__What you need to do__
Nothing is needed except the lines below that run from the one with "channel, so followers" through the one with "use crate::models::LogEntry;", repeated exactly.

__Exercise inputs__
________
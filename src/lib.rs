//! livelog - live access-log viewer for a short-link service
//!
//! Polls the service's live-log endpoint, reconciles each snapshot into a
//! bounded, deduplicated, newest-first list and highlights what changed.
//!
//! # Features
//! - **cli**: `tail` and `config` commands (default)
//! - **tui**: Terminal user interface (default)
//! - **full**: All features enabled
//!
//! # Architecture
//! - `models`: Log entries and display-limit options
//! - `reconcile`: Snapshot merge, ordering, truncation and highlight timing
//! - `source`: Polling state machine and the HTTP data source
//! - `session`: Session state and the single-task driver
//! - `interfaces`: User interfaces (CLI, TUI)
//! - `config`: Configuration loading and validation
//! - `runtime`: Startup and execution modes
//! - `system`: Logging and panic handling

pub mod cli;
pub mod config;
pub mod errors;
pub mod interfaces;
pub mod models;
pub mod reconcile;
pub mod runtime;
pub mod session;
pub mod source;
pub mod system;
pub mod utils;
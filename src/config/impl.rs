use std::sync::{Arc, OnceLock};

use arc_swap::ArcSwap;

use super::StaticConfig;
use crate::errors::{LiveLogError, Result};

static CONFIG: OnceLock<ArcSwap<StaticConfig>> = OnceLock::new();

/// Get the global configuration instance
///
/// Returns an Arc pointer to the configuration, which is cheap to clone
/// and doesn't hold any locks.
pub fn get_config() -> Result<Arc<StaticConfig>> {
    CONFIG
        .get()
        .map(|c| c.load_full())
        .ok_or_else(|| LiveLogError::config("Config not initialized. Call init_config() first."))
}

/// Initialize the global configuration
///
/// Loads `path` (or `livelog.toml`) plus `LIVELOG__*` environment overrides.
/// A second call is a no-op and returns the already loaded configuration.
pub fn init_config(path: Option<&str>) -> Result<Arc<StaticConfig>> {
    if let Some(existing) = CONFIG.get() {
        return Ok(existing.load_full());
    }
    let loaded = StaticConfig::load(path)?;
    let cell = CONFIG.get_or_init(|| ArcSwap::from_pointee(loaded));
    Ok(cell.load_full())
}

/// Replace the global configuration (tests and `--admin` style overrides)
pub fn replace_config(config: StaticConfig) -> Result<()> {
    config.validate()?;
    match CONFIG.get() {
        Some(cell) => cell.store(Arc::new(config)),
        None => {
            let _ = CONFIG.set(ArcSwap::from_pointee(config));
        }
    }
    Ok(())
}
________
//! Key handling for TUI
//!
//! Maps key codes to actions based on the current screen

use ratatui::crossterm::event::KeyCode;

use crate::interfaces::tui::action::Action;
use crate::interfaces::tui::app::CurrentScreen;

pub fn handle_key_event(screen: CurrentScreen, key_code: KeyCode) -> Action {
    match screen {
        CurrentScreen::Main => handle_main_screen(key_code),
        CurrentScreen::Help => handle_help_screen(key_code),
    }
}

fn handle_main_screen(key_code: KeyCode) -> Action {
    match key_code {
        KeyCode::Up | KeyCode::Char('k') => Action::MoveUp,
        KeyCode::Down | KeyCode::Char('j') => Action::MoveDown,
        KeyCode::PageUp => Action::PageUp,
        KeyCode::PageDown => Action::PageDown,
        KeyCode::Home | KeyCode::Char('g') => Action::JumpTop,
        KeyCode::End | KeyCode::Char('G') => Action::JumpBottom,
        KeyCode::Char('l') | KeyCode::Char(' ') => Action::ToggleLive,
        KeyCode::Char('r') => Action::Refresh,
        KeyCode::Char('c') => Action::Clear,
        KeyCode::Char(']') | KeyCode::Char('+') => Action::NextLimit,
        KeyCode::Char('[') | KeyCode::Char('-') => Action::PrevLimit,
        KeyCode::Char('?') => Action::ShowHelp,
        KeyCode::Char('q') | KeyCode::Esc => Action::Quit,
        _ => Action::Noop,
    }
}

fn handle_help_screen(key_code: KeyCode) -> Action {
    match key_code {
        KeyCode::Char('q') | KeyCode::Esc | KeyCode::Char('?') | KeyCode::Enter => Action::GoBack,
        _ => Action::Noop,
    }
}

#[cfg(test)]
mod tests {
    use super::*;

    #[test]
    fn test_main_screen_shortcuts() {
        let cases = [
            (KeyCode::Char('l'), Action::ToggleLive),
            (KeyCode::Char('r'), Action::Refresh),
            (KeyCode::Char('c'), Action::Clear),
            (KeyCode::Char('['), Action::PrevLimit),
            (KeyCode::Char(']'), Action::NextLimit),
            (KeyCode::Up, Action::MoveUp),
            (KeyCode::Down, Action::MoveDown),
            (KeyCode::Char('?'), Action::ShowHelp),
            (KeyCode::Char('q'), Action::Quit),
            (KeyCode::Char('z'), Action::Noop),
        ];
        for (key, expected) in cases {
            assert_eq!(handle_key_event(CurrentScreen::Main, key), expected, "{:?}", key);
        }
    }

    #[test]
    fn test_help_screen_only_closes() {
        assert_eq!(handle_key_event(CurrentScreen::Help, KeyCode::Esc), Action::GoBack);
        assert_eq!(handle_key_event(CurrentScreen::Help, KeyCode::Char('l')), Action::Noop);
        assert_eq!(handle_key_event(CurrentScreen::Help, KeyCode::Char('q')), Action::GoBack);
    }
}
________
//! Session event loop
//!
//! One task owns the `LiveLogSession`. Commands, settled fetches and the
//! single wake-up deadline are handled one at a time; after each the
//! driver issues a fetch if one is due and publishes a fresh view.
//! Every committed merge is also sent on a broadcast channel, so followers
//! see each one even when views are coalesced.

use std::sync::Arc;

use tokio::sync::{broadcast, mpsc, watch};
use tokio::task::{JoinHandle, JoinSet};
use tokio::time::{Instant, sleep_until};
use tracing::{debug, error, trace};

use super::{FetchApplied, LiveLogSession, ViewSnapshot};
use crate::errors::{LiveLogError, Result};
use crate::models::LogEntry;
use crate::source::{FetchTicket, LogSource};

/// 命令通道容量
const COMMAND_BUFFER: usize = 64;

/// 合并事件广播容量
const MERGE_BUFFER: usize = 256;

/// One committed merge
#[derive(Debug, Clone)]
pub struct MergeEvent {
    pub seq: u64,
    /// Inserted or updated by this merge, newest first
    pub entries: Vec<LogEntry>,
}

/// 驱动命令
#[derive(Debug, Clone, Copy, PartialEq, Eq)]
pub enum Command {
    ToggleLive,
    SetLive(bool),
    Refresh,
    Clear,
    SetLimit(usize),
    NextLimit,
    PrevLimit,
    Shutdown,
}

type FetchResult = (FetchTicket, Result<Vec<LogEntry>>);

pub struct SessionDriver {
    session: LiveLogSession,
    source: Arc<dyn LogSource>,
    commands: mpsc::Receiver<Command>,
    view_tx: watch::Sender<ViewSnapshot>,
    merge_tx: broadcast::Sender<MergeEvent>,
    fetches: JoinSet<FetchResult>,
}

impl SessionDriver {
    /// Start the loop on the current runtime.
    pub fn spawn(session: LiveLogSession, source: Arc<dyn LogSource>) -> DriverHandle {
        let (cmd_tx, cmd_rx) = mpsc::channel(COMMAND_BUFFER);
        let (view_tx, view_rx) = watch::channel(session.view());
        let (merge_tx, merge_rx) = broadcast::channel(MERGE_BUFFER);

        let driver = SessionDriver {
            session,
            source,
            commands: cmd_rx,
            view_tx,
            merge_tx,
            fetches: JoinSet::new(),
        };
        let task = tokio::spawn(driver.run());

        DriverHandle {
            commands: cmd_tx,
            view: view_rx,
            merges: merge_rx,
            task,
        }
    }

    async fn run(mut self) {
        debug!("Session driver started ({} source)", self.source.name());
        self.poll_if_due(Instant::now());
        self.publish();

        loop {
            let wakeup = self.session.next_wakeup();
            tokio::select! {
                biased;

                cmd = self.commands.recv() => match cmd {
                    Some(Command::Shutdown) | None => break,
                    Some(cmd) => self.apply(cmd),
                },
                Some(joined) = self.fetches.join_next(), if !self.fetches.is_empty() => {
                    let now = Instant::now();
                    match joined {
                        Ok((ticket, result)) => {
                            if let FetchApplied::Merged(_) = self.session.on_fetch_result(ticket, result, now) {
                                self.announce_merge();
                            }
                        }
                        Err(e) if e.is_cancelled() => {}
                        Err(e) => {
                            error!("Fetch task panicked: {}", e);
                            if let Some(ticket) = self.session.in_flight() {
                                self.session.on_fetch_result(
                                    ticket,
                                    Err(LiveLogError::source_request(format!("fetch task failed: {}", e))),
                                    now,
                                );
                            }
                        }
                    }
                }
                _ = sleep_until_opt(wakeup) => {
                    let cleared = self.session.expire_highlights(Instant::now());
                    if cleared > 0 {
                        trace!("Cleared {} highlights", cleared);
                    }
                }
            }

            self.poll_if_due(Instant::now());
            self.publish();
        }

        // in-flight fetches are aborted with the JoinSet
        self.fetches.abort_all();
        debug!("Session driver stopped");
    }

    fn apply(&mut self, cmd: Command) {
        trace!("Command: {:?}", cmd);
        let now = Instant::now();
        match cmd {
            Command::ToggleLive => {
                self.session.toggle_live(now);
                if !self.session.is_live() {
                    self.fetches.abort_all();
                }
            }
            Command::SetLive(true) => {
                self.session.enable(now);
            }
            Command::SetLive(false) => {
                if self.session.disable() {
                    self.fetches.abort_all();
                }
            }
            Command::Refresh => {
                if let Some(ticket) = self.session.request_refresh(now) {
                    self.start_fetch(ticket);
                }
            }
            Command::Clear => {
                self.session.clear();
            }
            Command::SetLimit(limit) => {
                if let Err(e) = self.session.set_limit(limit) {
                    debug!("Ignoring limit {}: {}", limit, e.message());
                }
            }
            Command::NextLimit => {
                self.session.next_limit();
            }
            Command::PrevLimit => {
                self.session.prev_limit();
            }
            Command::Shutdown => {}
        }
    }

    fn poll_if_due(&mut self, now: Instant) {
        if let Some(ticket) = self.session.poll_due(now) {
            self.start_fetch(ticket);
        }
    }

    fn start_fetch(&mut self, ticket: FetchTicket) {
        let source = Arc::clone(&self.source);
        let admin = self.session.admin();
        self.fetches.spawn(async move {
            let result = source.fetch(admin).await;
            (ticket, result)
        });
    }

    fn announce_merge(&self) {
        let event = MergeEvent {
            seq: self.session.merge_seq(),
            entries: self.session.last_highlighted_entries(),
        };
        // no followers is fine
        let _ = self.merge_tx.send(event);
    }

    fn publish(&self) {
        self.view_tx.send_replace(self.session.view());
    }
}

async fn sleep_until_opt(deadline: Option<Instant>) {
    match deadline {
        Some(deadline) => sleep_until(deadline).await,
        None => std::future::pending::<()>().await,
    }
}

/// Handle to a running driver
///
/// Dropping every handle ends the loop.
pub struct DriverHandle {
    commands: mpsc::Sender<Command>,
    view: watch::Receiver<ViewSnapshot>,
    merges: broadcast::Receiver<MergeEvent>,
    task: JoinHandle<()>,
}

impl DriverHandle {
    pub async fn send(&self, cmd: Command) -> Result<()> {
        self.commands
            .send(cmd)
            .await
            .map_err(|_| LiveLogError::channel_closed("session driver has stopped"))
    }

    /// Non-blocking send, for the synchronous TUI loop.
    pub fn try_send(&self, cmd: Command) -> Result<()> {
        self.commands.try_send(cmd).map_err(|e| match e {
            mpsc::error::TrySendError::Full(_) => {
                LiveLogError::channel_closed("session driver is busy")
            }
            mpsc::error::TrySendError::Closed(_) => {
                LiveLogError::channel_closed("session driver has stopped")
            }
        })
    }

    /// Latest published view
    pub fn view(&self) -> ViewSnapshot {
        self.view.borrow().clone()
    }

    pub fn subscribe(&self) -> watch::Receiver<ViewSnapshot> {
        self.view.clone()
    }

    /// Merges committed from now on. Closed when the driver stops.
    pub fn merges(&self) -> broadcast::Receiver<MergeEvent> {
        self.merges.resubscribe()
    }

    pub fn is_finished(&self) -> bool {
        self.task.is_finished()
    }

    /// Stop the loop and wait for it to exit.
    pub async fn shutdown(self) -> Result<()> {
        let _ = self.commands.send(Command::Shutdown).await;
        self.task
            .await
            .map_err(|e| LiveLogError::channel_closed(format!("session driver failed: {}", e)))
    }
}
________
__Result for this exercise__
//! Every committed merge is also sent on a broadcast channel, so followers
//! see each one even when views are coalesced.

use std::sync::Arc;

use tokio::sync::{broadcast, mpsc, watch};
use tokio::task::{JoinHandle, JoinSet};
use tokio::time::{Instant, sleep_until};
use tracing::{debug, error, trace};

use super::{FetchApplied, LiveLogSession, ViewSnapshot};
use crate::errors::{LiveLogError, Result};
use crate::models::LogEntry;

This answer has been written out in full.